= William W. Smith (Arkansas judge) =

Arkansas Supreme Court justice (1838–1888)

William W. Smith (1838 – December 18, 1888) was a justice of the Arkansas Supreme Court from 1882 until his death in 1888.

He was born near Cokesbury, South Carolina. He graduated from the South Carolina College in 1859, and in 1860 moved to Arkansas and settled in Monroe County, just prior to the start of the American Civil War. He traveled to Richmond and joined Colonel Gregg's first regiment of South Carolina volunteers.

After his term of enlistment he joined the 23rd Arkansas Infantry Regiment under command of Colonel C. W. Adams, with Simon P. Hughes as lieutenant-colonel. He went in as orderly sergeant and soon became captain of his company. He was captured at Port Hudson.

When the war ended Smith returned to Clarendon, Arkansas. In 1867 he formed a law firm in partnership with Col. Hughes. The partnership continued until Hughes was elected Arkansas Attorney General in 1874.

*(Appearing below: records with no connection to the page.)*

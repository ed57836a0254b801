//! Retrieval Pipeline
//!
//! Answers from retrieved passages only. There is no mutation surface here,
//! so no guardrail runs on this path.

use crate::error::SiftError;
use crate::knowledge::Retriever;
use crate::llm_client::{PromptVars, TextCompletion};
use crate::prompts::RAG_PROMPT;
use std::sync::Arc;
use tracing::debug;

/// Answer when the context does not support one
pub const NOT_AVAILABLE_SENTINEL: &str = "Information not available";

/// Separator between passages in the prompt context
const PASSAGE_SEPARATOR: &str = "\n\n";

pub struct RetrievalPipeline {
    llm: Arc<dyn TextCompletion>,
    retriever: Arc<dyn Retriever>,
}

impl RetrievalPipeline {
    pub fn new(llm: Arc<dyn TextCompletion>, retriever: Arc<dyn Retriever>) -> Self {
        Self { llm, retriever }
    }

    /// Completion output is returned verbatim.
    ///
    /// With no passages at all the model is not consulted and
    /// [`NOT_AVAILABLE_SENTINEL`] is returned directly.
    pub fn answer(&self, question: &str) -> Result<String, SiftError> {
        let passages = self.retriever.search(question)?;
        debug!(passages = passages.len(), "Retrieved context");

        if passages.is_empty() {
            return Ok(NOT_AVAILABLE_SENTINEL.to_string());
        }

        let vars = PromptVars::new()
            .with("context", passages.join(PASSAGE_SEPARATOR))
            .with("question", question);
        Ok(self.llm.complete(&RAG_PROMPT, &vars)?)
    }
}
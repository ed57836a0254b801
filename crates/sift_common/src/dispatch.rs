//! Dispatch Controller
//!
//! ```text
//! question → Router ─┬─ SQL  → StructuredQueryPipeline
//!                    ├─ RAG  → RetrievalPipeline
//!                    └─ NONE → REFUSAL_TEXT
//! ```
//!
//! One pass per question: classify, then run exactly one branch.

use crate::database::{SchemaProvider, StatementExecutor};
use crate::error::SiftError;
use crate::knowledge::Retriever;
use crate::llm_client::TextCompletion;
use crate::rag_pipeline::RetrievalPipeline;
use crate::router::{Intent, Router};
use crate::sql_pipeline::StructuredQueryPipeline;
use serde::{Deserialize, Serialize};
use std::sync::Arc;
use tracing::info;

/// Fixed answer for questions neither path can handle
pub const REFUSAL_TEXT: &str = "I am sorry, but I can only answer questions based on my provided documents (RAG) or database (SQL). I don't have information on this specific query.";

/// Final answer and the path that produced it
#[derive(Debug, Clone, PartialEq, Eq, Serialize, Deserialize)]
pub struct Answer {
    pub path: Intent,
    pub text: String,
}

/// Long-lived collaborator handles, created once at startup
#[derive(Clone)]
pub struct Collaborators {
    pub llm: Arc<dyn TextCompletion>,
    pub schema: Arc<dyn SchemaProvider>,
    pub executor: Arc<dyn StatementExecutor>,
    pub retriever: Arc<dyn Retriever>,
}

pub struct DispatchController {
    router: Router,
    structured: StructuredQueryPipeline,
    retrieval: RetrievalPipeline,
}

impl DispatchController {
    pub fn new(
        router: Router,
        structured: StructuredQueryPipeline,
        retrieval: RetrievalPipeline,
    ) -> Self {
        Self {
            router,
            structured,
            retrieval,
        }
    }

    /// Wire router and pipelines over one set of collaborators
    pub fn from_collaborators(c: Collaborators) -> Self {
        Self::new(
            Router::new(c.llm.clone()),
            StructuredQueryPipeline::new(c.llm.clone(), c.schema, c.executor),
            RetrievalPipeline::new(c.llm, c.retriever),
        )
    }

    /// Classify and answer a question.
    ///
    /// Errors only when a collaborator is unavailable; guarded and failed
    /// statements still produce an `Answer`.
    pub fn handle(&self, question: &str) -> Result<Answer, SiftError> {
        let path = self.router.classify(question)?;
        info!(path = %path, "Path selected -> {}", path);

        let text = match path {
            Intent::Structured => self.structured.answer(question)?,
            Intent::Unstructured => self.retrieval.answer(question)?,
            Intent::Unsupported => REFUSAL_TEXT.to_string(),
        };

        Ok(Answer { path, text })
    }
}

#[cfg(test)]
mod tests {
    use super::*;
    use crate::database::FakeDatabase;
    use crate::knowledge::StaticRetriever;
    use crate::llm_client::FakeCompletionClient;

    fn controller(
        llm: &Arc<FakeCompletionClient>,
        db: &Arc<FakeDatabase>,
        retriever: &Arc<StaticRetriever>,
    ) -> DispatchController {
        DispatchController::from_collaborators(Collaborators {
            llm: llm.clone(),
            schema: db.clone(),
            executor: db.clone(),
            retriever: retriever.clone(),
        })
    }

    #[test]
    fn test_unsupported_is_refused_without_collaborators() {
        let llm = Arc::new(FakeCompletionClient::with_replies(&["NONE"]));
        let db = Arc::new(FakeDatabase::new("", Ok(String::new())));
        let retriever = Arc::new(StaticRetriever::new(&["passage"]));

        let answer = controller(&llm, &db, &retriever).handle("hi there").unwrap();
        assert_eq!(answer.path, Intent::Unsupported);
        assert_eq!(answer.text, REFUSAL_TEXT);
        assert_eq!(llm.call_count(), 1);
        assert_eq!(db.schema_calls(), 0);
        assert_eq!(db.execute_calls(), 0);
        assert_eq!(retriever.call_count(), 0);
    }

    #[test]
    fn test_rag_branch() {
        let llm = Arc::new(FakeCompletionClient::with_replies(&["RAG", "30 days."]));
        let db = Arc::new(FakeDatabase::new("", Ok(String::new())));
        let retriever = Arc::new(StaticRetriever::new(&["Return Policy: 30 days."]));

        let answer = controller(&llm, &db, &retriever)
            .handle("What is your return policy?")
            .unwrap();
        assert_eq!(
            answer,
            Answer {
                path: Intent::Unstructured,
                text: "30 days.".to_string()
            }
        );
        assert_eq!(db.schema_calls(), 0);
    }

    #[test]
    fn test_sql_branch() {
        let llm = Arc::new(FakeCompletionClient::with_replies(&[
            "SQL",
            "SELECT COUNT(*) FROM orders",
            "Three orders.",
        ]));
        let db = Arc::new(FakeDatabase::new("CREATE TABLE orders (id INTEGER)", Ok("[(3)]".to_string())));
        let retriever = Arc::new(StaticRetriever::empty());

        let answer = controller(&llm, &db, &retriever).handle("How many orders?").unwrap();
        assert_eq!(answer.path, Intent::Structured);
        assert_eq!(answer.text, "Three orders.");
        assert_eq!(retriever.call_count(), 0);
    }
}
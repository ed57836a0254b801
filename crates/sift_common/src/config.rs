//! Sift Configuration System
//!
//! Config file: ~/.config/sift/config.toml or /etc/sift/config.toml

use crate::knowledge::retriever::DEFAULT_TOP_K;
use crate::llm_client::LlmConfig;
use anyhow::{Context, Result};
use serde::{Deserialize, Serialize};
use std::fs;
use std::path::{Path, PathBuf};

/// Environment overrides
pub const ENV_LLM_ENDPOINT: &str = "SIFT_LLM_ENDPOINT";
pub const ENV_LLM_MODEL: &str = "SIFT_LLM_MODEL";
pub const ENV_DB_PATH: &str = "SIFT_DB_PATH";

/// Relational store settings
#[derive(Debug, Clone, PartialEq, Serialize, Deserialize)]
pub struct DatabaseConfig {
    /// SQLite database file
    #[serde(default = "default_db_path")]
    pub path: PathBuf,
}

fn default_db_path() -> PathBuf {
    dirs::data_dir()
        .unwrap_or_else(|| PathBuf::from("."))
        .join("sift")
        .join("store.db")
}

impl Default for DatabaseConfig {
    fn default() -> Self {
        Self {
            path: default_db_path(),
        }
    }
}

/// Retrieval settings
#[derive(Debug, Clone, PartialEq, Serialize, Deserialize)]
pub struct RetrievalConfig {
    /// Passages per search
    #[serde(default = "default_top_k")]
    pub top_k: usize,

    /// Corpus file (blank-line-separated passages). Built-in passages when unset.
    #[serde(default, skip_serializing_if = "Option::is_none")]
    pub corpus_path: Option<PathBuf>,
}

fn default_top_k() -> usize {
    DEFAULT_TOP_K
}

impl Default for RetrievalConfig {
    fn default() -> Self {
        Self {
            top_k: default_top_k(),
            corpus_path: None,
        }
    }
}

/// Main Sift configuration
#[derive(Debug, Clone, Default, PartialEq, Serialize, Deserialize)]
pub struct SiftConfig {
    #[serde(default)]
    pub llm: LlmConfig,

    #[serde(default)]
    pub database: DatabaseConfig,

    #[serde(default)]
    pub retrieval: RetrievalConfig,
}

impl SiftConfig {
    /// Default user config path: ~/.config/sift/config.toml
    pub fn user_config_path() -> Result<PathBuf> {
        let config_dir = dirs::config_dir().context("Cannot determine config directory")?;
        Ok(config_dir.join("sift").join("config.toml"))
    }

    /// System config path: /etc/sift/config.toml
    pub fn system_config_path() -> PathBuf {
        PathBuf::from("/etc/sift/config.toml")
    }

    /// Load a specific config file
    pub fn load_from(path: &Path) -> Result<Self> {
        let contents = fs::read_to_string(path)
            .with_context(|| format!("Failed to read {}", path.display()))?;
        let config: SiftConfig = toml::from_str(&contents)
            .with_context(|| format!("Failed to parse {}", path.display()))?;
        Ok(config)
    }

    /// Load configuration, then apply environment overrides
    ///
    /// Priority:
    /// 1. Explicit path (must exist)
    /// 2. User config (~/.config/sift/config.toml)
    /// 3. System config (/etc/sift/config.toml)
    /// 4. Defaults
    pub fn load(explicit: Option<&Path>) -> Result<Self> {
        let mut config = match explicit {
            Some(path) => Self::load_from(path)?,
            None => Self::load_default_locations()?,
        };
        config.apply_env_overrides(|key| std::env::var(key).ok());
        Ok(config)
    }

    fn load_default_locations() -> Result<Self> {
        if let Ok(user_path) = Self::user_config_path() {
            if user_path.exists() {
                return Self::load_from(&user_path);
            }
        }

        let system_path = Self::system_config_path();
        if system_path.exists() {
            return Self::load_from(&system_path);
        }

        Ok(Self::default())
    }

    /// Apply overrides from a variable lookup (the environment in production)
    pub fn apply_env_overrides<F>(&mut self, lookup: F)
    where
        F: Fn(&str) -> Option<String>,
    {
        if let Some(endpoint) = lookup(ENV_LLM_ENDPOINT).filter(|v| !v.is_empty()) {
            self.llm.endpoint = endpoint;
        }
        if let Some(model) = lookup(ENV_LLM_MODEL).filter(|v| !v.is_empty()) {
            self.llm.model = model;
        }
        if let Some(path) = lookup(ENV_DB_PATH).filter(|v| !v.is_empty()) {
            self.database.path = PathBuf::from(path);
        }
    }

    pub fn to_toml_string(&self) -> Result<String> {
        toml::to_string_pretty(self).context("Failed to serialize configuration")
    }

    /// Write configuration to `path`, creating parent directories
    pub fn save_to(&self, path: &Path) -> Result<()> {
        if let Some(parent) = path.parent() {
            fs::create_dir_all(parent)
                .with_context(|| format!("Failed to create directory {}", parent.display()))?;
        }

        let toml_string = self.to_toml_string()?;

        fs::write(path, toml_string)
            .with_context(|| format!("Failed to write {}", path.display()))?;

        Ok(())
    }
}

In 1877, Smith moved to Helena, Arkansas and worked at law until 1882 when he received the Democratic Party nomination for associate justice of the Arkansas Supreme Court. He succeeded William M. Harrison upon election in September of that year to serve a term of eight years. Since that time his residence continued in Helena, as the discharge of his duties required him to be there.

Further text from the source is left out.